**Required action:**
Keeping every line intact, print the records that follow.

::::

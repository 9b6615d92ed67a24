//! End-to-end question answering over a directory of documents.
//!
//! ```text
//! discover -> load -> split -> embed -> VectorStore
//! question -> embed -> similarity search -> rerank -> prompt -> generate
//! ```

use std::path::{Path, PathBuf};

use crate::{
    embedding::{Embedder, embed_chunks},
    embedding_db::EmbeddingDb,
    error::{Error, Result},
    generation::Generator,
    loader::load_documents,
    prompt,
    reranker::{CrossEncoder, RankedPassage, build_context, pre_rerank, rerank},
    settings::Settings,
    splitter::{SplitterConfig, split_documents},
    vector_store::{ScoredChunk, VectorStore},
    walker::discover_files,
};

/// What [`Pipeline::index_directory`] found and stored.
#[derive(Debug, Default)]
pub struct IndexReport {
    pub files: usize,
    pub documents: usize,
    pub chunks: usize,
    /// Chunk vectors reused from the embedding cache.
    pub cache_hits: usize,
    /// Files that could not be loaded, with the reason.
    pub failures: Vec<(PathBuf, String)>,
}

/// The reranked passages for a question and the context built from them.
#[derive(Debug, Clone)]
pub struct Retrieval {
    pub context: String,
    pub passages: Vec<RankedPassage>,
    /// Where each passage came from, e.g. `report.pdf (page 2)`.
    pub sources: Vec<String>,
}

#[derive(Debug, Clone)]
pub struct Answer {
    pub text: String,
    /// The exact prompt sent to the generator.
    pub prompt: String,
    pub passages: Vec<RankedPassage>,
    pub sources: Vec<String>,
}

pub struct Pipeline<E, C, G> {
    settings: Settings,
    embedder: E,
    cross_encoder: C,
    generator: G,
    cache: Option<EmbeddingDb>,
    store: Option<VectorStore>,
    recursive: bool,
    show_progress: bool,
}

impl<E: Embedder, C: CrossEncoder, G: Generator> Pipeline<E, C, G> {
    pub fn new(
        settings: Settings,
        embedder: E,
        cross_encoder: C,
        generator: G,
    ) -> Self {
        Self {
            settings,
            embedder,
            cross_encoder,
            generator,
            cache: None,
            store: None,
            recursive: false,
            show_progress: false,
        }
    }

    /// Reuse and persist chunk vectors through `cache`.
    pub fn with_cache(mut self, cache: EmbeddingDb) -> Self {
        self.cache = Some(cache);
        self
    }

    /// Descend into sub-directories when indexing.
    pub fn recursive(mut self, recursive: bool) -> Self {
        self.recursive = recursive;
        self
    }

    /// Draw a progress bar on stderr while embedding.
    pub fn show_progress(mut self, show: bool) -> Self {
        self.show_progress = show;
        self
    }

    pub fn settings(&self) -> &Settings {
        &self.settings
    }

    pub fn generator(&self) -> &G {
        &self.generator
    }

    /// Number of chunks in the current index, `None` before indexing.
    pub fn indexed_chunks(&self) -> Option<usize> {
        self.store.as_ref().map(VectorStore::len)
    }

    /// Build the in-memory index for `dir`, replacing any previous one.
    ///
    /// A directory without any loadable text produces an empty index;
    /// questions against it get an empty context.
    pub fn index_directory(&mut self, dir: &Path) -> Result<IndexReport> {
        let files = discover_files(dir, self.recursive)?;
        let loaded = load_documents(&files);

        let splitter = SplitterConfig::new(
            self.settings.chunk_size,
            self.settings.chunk_overlap,
        )?;
        let chunks = split_documents(&loaded.documents, &splitter);

        let embedded = embed_chunks(
            &mut self.embedder,
            self.cache.as_ref(),
            &chunks,
            self.show_progress,
        )?;

        let dimension = embedded.vectors.first().map_or(0, Vec::len);
        let mut store = VectorStore::new(dimension);
        let chunk_count = chunks.len();
        for (chunk, vector) in chunks.into_iter().zip(&embedded.vectors) {
            store.add(chunk, vector)?;
        }
        self.store = Some(store);

        let report = IndexReport {
            files: files.len(),
            documents: loaded.documents.len(),
            chunks: chunk_count,
            cache_hits: embedded.cache_hits,
            failures: loaded.failures,
        };
        tracing::info!(
            dir = %dir.display(),
            files = report.files,
            documents = report.documents,
            chunks = report.chunks,
            cache_hits = report.cache_hits,
            "indexed documents"
        );
        Ok(report)
    }

    fn store(&self) -> Result<&VectorStore> {
        self.store.as_ref().ok_or_else(|| {
            Error::Config("no documents indexed yet".to_string())
        })
    }

    /// The `retrieve_k` chunks nearest to the question.
    pub fn retrieve(&mut self, question: &str) -> Result<Vec<ScoredChunk>> {
        let question = checked_question(question)?;
        if self.store()?.is_empty() {
            return Ok(Vec::new());
        }

        let query = self.embedder.embed_query(question)?;
        self.store()?
            .similarity_search(&query, self.settings.retrieve_k)
    }

    /// Retrieve, rerank and keep the best `rerank_top_n` passages.
    pub fn context_for(&mut self, question: &str) -> Result<Retrieval> {
        let candidates = self.retrieve(question)?;
        let pairs = pre_rerank(&candidates, question);
        let passages = rerank(
            &mut self.cross_encoder,
            &pairs,
            self.settings.rerank_top_n,
        )?;
        tracing::debug!(
            candidates = candidates.len(),
            kept = passages.len(),
            "reranked candidates"
        );

        let sources = passages
            .iter()
            .map(|p| candidates[p.retrieval_rank].chunk.label())
            .collect();

        Ok(Retrieval {
            context: build_context(&passages),
            passages,
            sources,
        })
    }

    /// Answer `question` from the indexed documents.
    pub fn ask(&mut self, question: &str) -> Result<Answer> {
        let Retrieval {
            context,
            passages,
            sources,
        } = self.context_for(question)?;
        let prompt = prompt::render(&context, question, &self.settings.language);
        let text = self.generator.generate(&prompt)?;

        Ok(Answer {
            text,
            prompt,
            passages,
            sources,
        })
    }
}

fn checked_question(question: &str) -> Result<&str> {
    if question.trim().is_empty() {
        return Err(Error::Config("question must not be empty".to_string()));
    }
    Ok(question)
}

::::

**Answer section:**
repository 9b6615d92ed67a24
//! End-to-end question answering over a directory of documents.
//!
//! ```text
//! discover -> load -> split -> embed -> VectorStore
//! question -> embed -> similarity search -> rerank -> prompt -> generate
//! ```

use std::path::{Path, PathBuf};

use crate::{
    embedding::{Embedder, embed_chunks},
    embedding_db::EmbeddingDb,
    error::{Error, Result},
    generation::Generator,
    loader::load_documents,
    prompt,
    reranker::{CrossEncoder, RankedPassage, build_context, pre_rerank, rerank},
    settings::Settings,
    splitter::{SplitterConfig, split_documents},
    vector_store::{ScoredChunk, VectorStore},
    walker::discover_files,
};

/// What [`Pipeline::index_directory`] found and stored.
#[derive(Debug, Default)]
pub struct IndexReport {
    pub files: usize,
    pub documents: usize,
    pub chunks: usize,
    /// Chunk vectors reused from the embedding cache.
    pub cache_hits: usize,
    /// Files that could not be loaded, with the reason.
    pub failures: Vec<(PathBuf, String)>,
}

/// The reranked passages for a question and the context built from them.
#[derive(Debug, Clone)]
pub struct Retrieval {
    pub context: String,
    pub passages: Vec<RankedPassage>,
    /// Where each passage came from, e.g. `report.pdf (page 2)`.
    pub sources: Vec<String>,
}

#[derive(Debug, Clone)]
pub struct Answer {
    pub text: String,
    /// The exact prompt sent to the generator.
    pub prompt: String,
    pub passages: Vec<RankedPassage>,
    pub sources: Vec<String>,
}

pub struct Pipeline<E, C, G> {
    settings: Settings,
    embedder: E,
    cross_encoder: C,
    generator: G,
    cache: Option<EmbeddingDb>,
    store: Option<VectorStore>,
    recursive: bool,
    show_progress: bool,
}

impl<E: Embedder, C: CrossEncoder, G: Generator> Pipeline<E, C, G> {
    pub fn new(
        settings: Settings,
        embedder: E,
        cross_encoder: C,
        generator: G,
    ) -> Self {
        Self {
            settings,
            embedder,
            cross_encoder,
            generator,
            cache: None,
            store: None,
            recursive: false,
            show_progress: false,
        }
    }

    /// Reuse and persist chunk vectors through `cache`.
    pub fn with_cache(mut self, cache: EmbeddingDb) -> Self {
        self.cache = Some(cache);
        self
    }

    /// Descend into sub-directories when indexing.
    pub fn recursive(mut self, recursive: bool) -> Self {
        self.recursive = recursive;
        self
    }

    /// Draw a progress bar on stderr while embedding.
    pub fn show_progress(mut self, show: bool) -> Self {
        self.show_progress = show;
        self
    }

    pub fn settings(&self) -> &Settings {
        &self.settings
    }

    pub fn generator(&self) -> &G {
        &self.generator
    }

    /// Number of chunks in the current index, `None` before indexing.
    pub fn indexed_chunks(&self) -> Option<usize> {
        self.store.as_ref().map(VectorStore::len)
    }

    /// Build the in-memory index for `dir`, replacing any previous one.
    ///
    /// A directory without any loadable text produces an empty index;
    /// questions against it get an empty context.
    pub fn index_directory(&mut self, dir: &Path) -> Result<IndexReport> {
        let files = discover_files(dir, self.recursive)?;
        let loaded = load_documents(&files);

        let splitter = SplitterConfig::new(
            self.settings.chunk_size,
            self.settings.chunk_overlap,
        )?;
        let chunks = split_documents(&loaded.documents, &splitter);

        let embedded = embed_chunks(
            &mut self.embedder,
            self.cache.as_ref(),
            &chunks,
            self.show_progress,
        )?;

        let dimension = embedded.vectors.first().map_or(0, Vec::len);
        let mut store = VectorStore::new(dimension);
        let chunk_count = chunks.len();
        for (chunk, vector) in chunks.into_iter().zip(&embedded.vectors) {
            store.add(chunk, vector)?;
        }
        self.store = Some(store);

        let report = IndexReport {
            files: files.len(),
            documents: loaded.documents.len(),
            chunks: chunk_count,
            cache_hits: embedded.cache_hits,
            failures: loaded.failures,
        };
        tracing::info!(
            dir = %dir.display(),
            files = report.files,
            documents = report.documents,
            chunks = report.chunks,
            cache_hits = report.cache_hits,
            "indexed documents"
        );
        Ok(report)
    }

    fn store(&self) -> Result<&VectorStore> {
        self.store.as_ref().ok_or_else(|| {
            Error::Config("no documents indexed yet".to_string())
        })
    }

    /// The `retrieve_k` chunks nearest to the question.
    pub fn retrieve(&mut self, question: &str) -> Result<Vec<ScoredChunk>> {
        let question = checked_question(question)?;
        if self.store()?.is_empty() {
            return Ok(Vec::new());
        }

        let query = self.embedder.embed_query(question)?;
        self.store()?
            .similarity_search(&query, self.settings.retrieve_k)
    }

    /// Retrieve, rerank and keep the best `rerank_top_n` passages.
    pub fn context_for(&mut self, question: &str) -> Result<Retrieval> {
        let candidates = self.retrieve(question)?;
        let pairs = pre_rerank(&candidates, question);
        let passages = rerank(
            &mut self.cross_encoder,
            &pairs,
            self.settings.rerank_top_n,
        )?;
        tracing::debug!(
            candidates = candidates.len(),
            kept = passages.len(),
            "reranked candidates"
        );

        let sources = passages
            .iter()
            .map(|p| candidates[p.retrieval_rank].chunk.label())
            .collect();

        Ok(Retrieval {
            context: build_context(&passages),
            passages,
            sources,
        })
    }

    /// Answer `question` from the indexed documents.
    pub fn ask(&mut self, question: &str) -> Result<Answer> {
        let Retrieval {
            context,
            passages,
            sources,
        } = self.context_for(question)?;
        let prompt = prompt::render(&context, question, &self.settings.language);
        let text = self.generator.generate(&prompt)?;

        Ok(Answer {
            text,
            prompt,
            passages,
            sources,
        })
    }
}

fn checked_question(question: &str) -> Result<&str> {
    if question.trim().is_empty() {
        return Err(Error::Config("question must not be empty".to_string()));
    }
    Ok(question)
}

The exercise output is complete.